▸ The input
########################################
//! Approval chains and submission rules per clearance type.

use std::collections::HashMap;
use std::path::Path;

use thiserror::Error;
use tracing::info;

use crate::db::models::catalog::WorkflowDefinition;
use crate::db::models::clearance::{
    validate_chain, ApproverRole, ClearanceType, RecordError, SubmitterKind,
};

#[derive(Debug, Error)]
pub enum CatalogError {
    #[error("failed to read catalog file: {0}")]
    Io(#[from] std::io::Error),
    #[error("failed to parse catalog file: {0}")]
    Parse(#[from] serde_json::Error),
    #[error("invalid approval chain for {clearance_type}: {source}")]
    InvalidChain {
        clearance_type: ClearanceType,
        source: RecordError,
    },
    #[error("{0} is defined more than once")]
    Duplicate(ClearanceType),
    #[error("{0} has no eligible submitters")]
    NoSubmitters(ClearanceType),
}

#[derive(Debug, Clone)]
pub struct WorkflowCatalog {
    definitions: HashMap<ClearanceType, WorkflowDefinition>,
}

pub const TERMINATION_REASONS: [&str; 5] = [
    "Academic dismissal",
    "Financial reasons",
    "Health reasons",
    "Personal reasons",
    "Transfer to another institution",
];

pub const ID_REPLACEMENT_REASONS: [&str; 4] = ["Lost", "Damaged", "Stolen", "Name change"];

impl WorkflowCatalog {
    pub fn new(definitions: Vec<WorkflowDefinition>) -> Result<Self, CatalogError> {
        let mut map = HashMap::with_capacity(definitions.len());
        for definition in definitions {
            validate_chain(&definition.approval_chain).map_err(|source| {
                CatalogError::InvalidChain {
                    clearance_type: definition.clearance_type,
                    source,
                }
            })?;
            if definition.eligible_submitters.is_empty() {
                return Err(CatalogError::NoSubmitters(definition.clearance_type));
            }
            let clearance_type = definition.clearance_type;
            if map.insert(clearance_type, definition).is_some() {
                return Err(CatalogError::Duplicate(clearance_type));
            }
        }
        Ok(Self { definitions: map })
    }

    /// Reads a JSON array of workflow definitions.
    pub fn from_file(path: &Path) -> Result<Self, CatalogError> {
        let raw = std::fs::read_to_string(path)?;
        let definitions: Vec<WorkflowDefinition> = serde_json::from_str(&raw)?;
        let catalog = Self::new(definitions)?;
        info!("Loaded {} workflow definitions from {}", catalog.definitions.len(), path.display());
        Ok(catalog)
    }

    pub fn get(&self, clearance_type: ClearanceType) -> Option<&WorkflowDefinition> {
        self.definitions.get(&clearance_type)
    }

    pub fn reasons(&self, clearance_type: ClearanceType) -> Vec<String> {
        self.get(clearance_type)
            .map(|d| d.reasons.clone())
            .unwrap_or_default()
    }

    /// Definitions in the stable order of `ClearanceType::ALL`.
    pub fn definitions(&self) -> Vec<&WorkflowDefinition> {
        ClearanceType::ALL
            .iter()
            .filter_map(|t| self.definitions.get(t))
            .collect()
    }
}

impl Default for WorkflowCatalog {
    fn default() -> Self {
        use ApproverRole::*;
        use SubmitterKind::*;

        let def = |clearance_type: ClearanceType, chain: &[ApproverRole], reasons: &[&str], who: &[SubmitterKind]| {
            WorkflowDefinition {
                clearance_type,
                approval_chain: chain.to_vec(),
                reasons: reasons.iter().map(|r| r.to_string()).collect(),
                eligible_submitters: who.to_vec(),
            }
        };

        let definitions = HashMap::from([
            (
                ClearanceType::GraduationClearance,
                def(
                    ClearanceType::GraduationClearance,
                    &[DepartmentHead, Library, Finance, Registrar],
                    &[],
                    &[Student],
                ),
            ),
            (
                ClearanceType::TransferClearance,
                def(
                    ClearanceType::TransferClearance,
                    &[DepartmentHead, Library, Finance, Registrar],
                    &[],
                    &[Student],
                ),
            ),
            (
                ClearanceType::LibraryClearance,
                def(ClearanceType::LibraryClearance, &[Library], &[], &[Student, Teacher]),
            ),
            (
                ClearanceType::LeaveClearance,
                def(
                    ClearanceType::LeaveClearance,
                    &[DepartmentHead, Dormitory, Finance, Registrar],
                    &[],
                    &[Student],
                ),
            ),
            (
                ClearanceType::Termination,
                def(
                    ClearanceType::Termination,
                    &[DepartmentHead, Library, Dormitory, Finance, StudentAffairs, Registrar],
                    &TERMINATION_REASONS,
                    &[Student],
                ),
            ),
            (
                ClearanceType::IdReplacement,
                def(
                    ClearanceType::IdReplacement,
                    &[StudentAffairs, Registrar],
                    &ID_REPLACEMENT_REASONS,
                    &[Student, Teacher],
                ),
            ),
            (
                ClearanceType::TeacherClearance,
                def(
                    ClearanceType::TeacherClearance,
                    &[DepartmentHead, Library, Finance, HumanResources],
                    &[],
                    &[Teacher],
                ),
            ),
        ]);
        Self { definitions }
    }
}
########################################
For each record above, give it again without a single change.

//! Approval chains and submission rules per clearance type.

use std::collections::HashMap;
use std::path::Path;

use thiserror::Error;
use tracing::info;

use crate::db::models::catalog::WorkflowDefinition;
use crate::db::models::clearance::{
    validate_chain, ApproverRole, ClearanceType, RecordError, SubmitterKind,
};

#[derive(Debug, Error)]
pub enum CatalogError {
    #[error("failed to read catalog file: {0}")]
    Io(#[from] std::io::Error),
    #[error("failed to parse catalog file: {0}")]
    Parse(#[from] serde_json::Error),
    #[error("invalid approval chain for {clearance_type}: {source}")]
    InvalidChain {
        clearance_type: ClearanceType,
        source: RecordError,
    },
    #[error("{0} is defined more than once")]
    Duplicate(ClearanceType),
    #[error("{0} has no eligible submitters")]
    NoSubmitters(ClearanceType),
}

#[derive(Debug, Clone)]
pub struct WorkflowCatalog {
    definitions: HashMap<ClearanceType, WorkflowDefinition>,
}

pub const TERMINATION_REASONS: [&str; 5] = [
    "Academic dismissal",
    "Financial reasons",
    "Health reasons",
    "Personal reasons",
    "Transfer to another institution",
];

pub const ID_REPLACEMENT_REASONS: [&str; 4] = ["Lost", "Damaged", "Stolen", "Name change"];

impl WorkflowCatalog {
    pub fn new(definitions: Vec<WorkflowDefinition>) -> Result<Self, CatalogError> {
        let mut map = HashMap::with_capacity(definitions.len());
        for definition in definitions {
            validate_chain(&definition.approval_chain).map_err(|source| {
                CatalogError::InvalidChain {
                    clearance_type: definition.clearance_type,
                    source,
                }
            })?;
            if definition.eligible_submitters.is_empty() {
                return Err(CatalogError::NoSubmitters(definition.clearance_type));
            }
            let clearance_type = definition.clearance_type;
            if map.insert(clearance_type, definition).is_some() {
                return Err(CatalogError::Duplicate(clearance_type));
            }
        }
        Ok(Self { definitions: map })
    }

    /// Reads a JSON array of workflow definitions.
    pub fn from_file(path: &Path) -> Result<Self, CatalogError> {
        let raw = std::fs::read_to_string(path)?;
        let definitions: Vec<WorkflowDefinition> = serde_json::from_str(&raw)?;
        let catalog = Self::new(definitions)?;
        info!("Loaded {} workflow definitions from {}", catalog.definitions.len(), path.display());
        Ok(catalog)
    }

    pub fn get(&self, clearance_type: ClearanceType) -> Option<&WorkflowDefinition> {
        self.definitions.get(&clearance_type)
    }

    pub fn reasons(&self, clearance_type: ClearanceType) -> Vec<String> {
        self.get(clearance_type)
            .map(|d| d.reasons.clone())
            .unwrap_or_default()
    }

    /// Definitions in the stable order of `ClearanceType::ALL`.
    pub fn definitions(&self) -> Vec<&WorkflowDefinition> {
        ClearanceType::ALL
            .iter()
            .filter_map(|t| self.definitions.get(t))
            .collect()
    }
}

impl Default for WorkflowCatalog {
    fn default() -> Self {
        use ApproverRole::*;
        use SubmitterKind::*;

        let def = |clearance_type: ClearanceType, chain: &[ApproverRole], reasons: &[&str], who: &[SubmitterKind]| {
            WorkflowDefinition {
                clearance_type,
                approval_chain: chain.to_vec(),
                reasons: reasons.iter().map(|r| r.to_string()).collect(),
                eligible_submitters: who.to_vec(),
            }
        };

        let definitions = HashMap::from([
            (
                ClearanceType::GraduationClearance,
                def(
                    ClearanceType::GraduationClearance,
                    &[DepartmentHead, Library, Finance, Registrar],
                    &[],
                    &[Student],
                ),
            ),
            (
                ClearanceType::TransferClearance,
                def(
                    ClearanceType::TransferClearance,
                    &[DepartmentHead, Library, Finance, Registrar],
                    &[],
                    &[Student],
                ),
            ),
            (
                ClearanceType::LibraryClearance,
                def(ClearanceType::LibraryClearance, &[Library], &[], &[Student, Teacher]),
            ),
            (
                ClearanceType::LeaveClearance,
                def(
                    ClearanceType::LeaveClearance,
                    &[DepartmentHead, Dormitory, Finance, Registrar],
                    &[],
                    &[Student],
                ),
            ),
            (
                ClearanceType::Termination,
                def(
                    ClearanceType::Termination,
                    &[DepartmentHead, Library, Dormitory, Finance, StudentAffairs, Registrar],
                    &TERMINATION_REASONS,
                    &[Student],
                ),
            ),
            (
                ClearanceType::IdReplacement,
                def(
                    ClearanceType::IdReplacement,
                    &[StudentAffairs, Registrar],
                    &ID_REPLACEMENT_REASONS,
                    &[Student, Teacher],
                ),
            ),
            (
                ClearanceType::TeacherClearance,
                def(
                    ClearanceType::TeacherClearance,
                    &[DepartmentHead, Library, Finance, HumanResources],
                    &[],
                    &[Teacher],
                ),
            ),
        ]);
        Self { definitions }
    }
}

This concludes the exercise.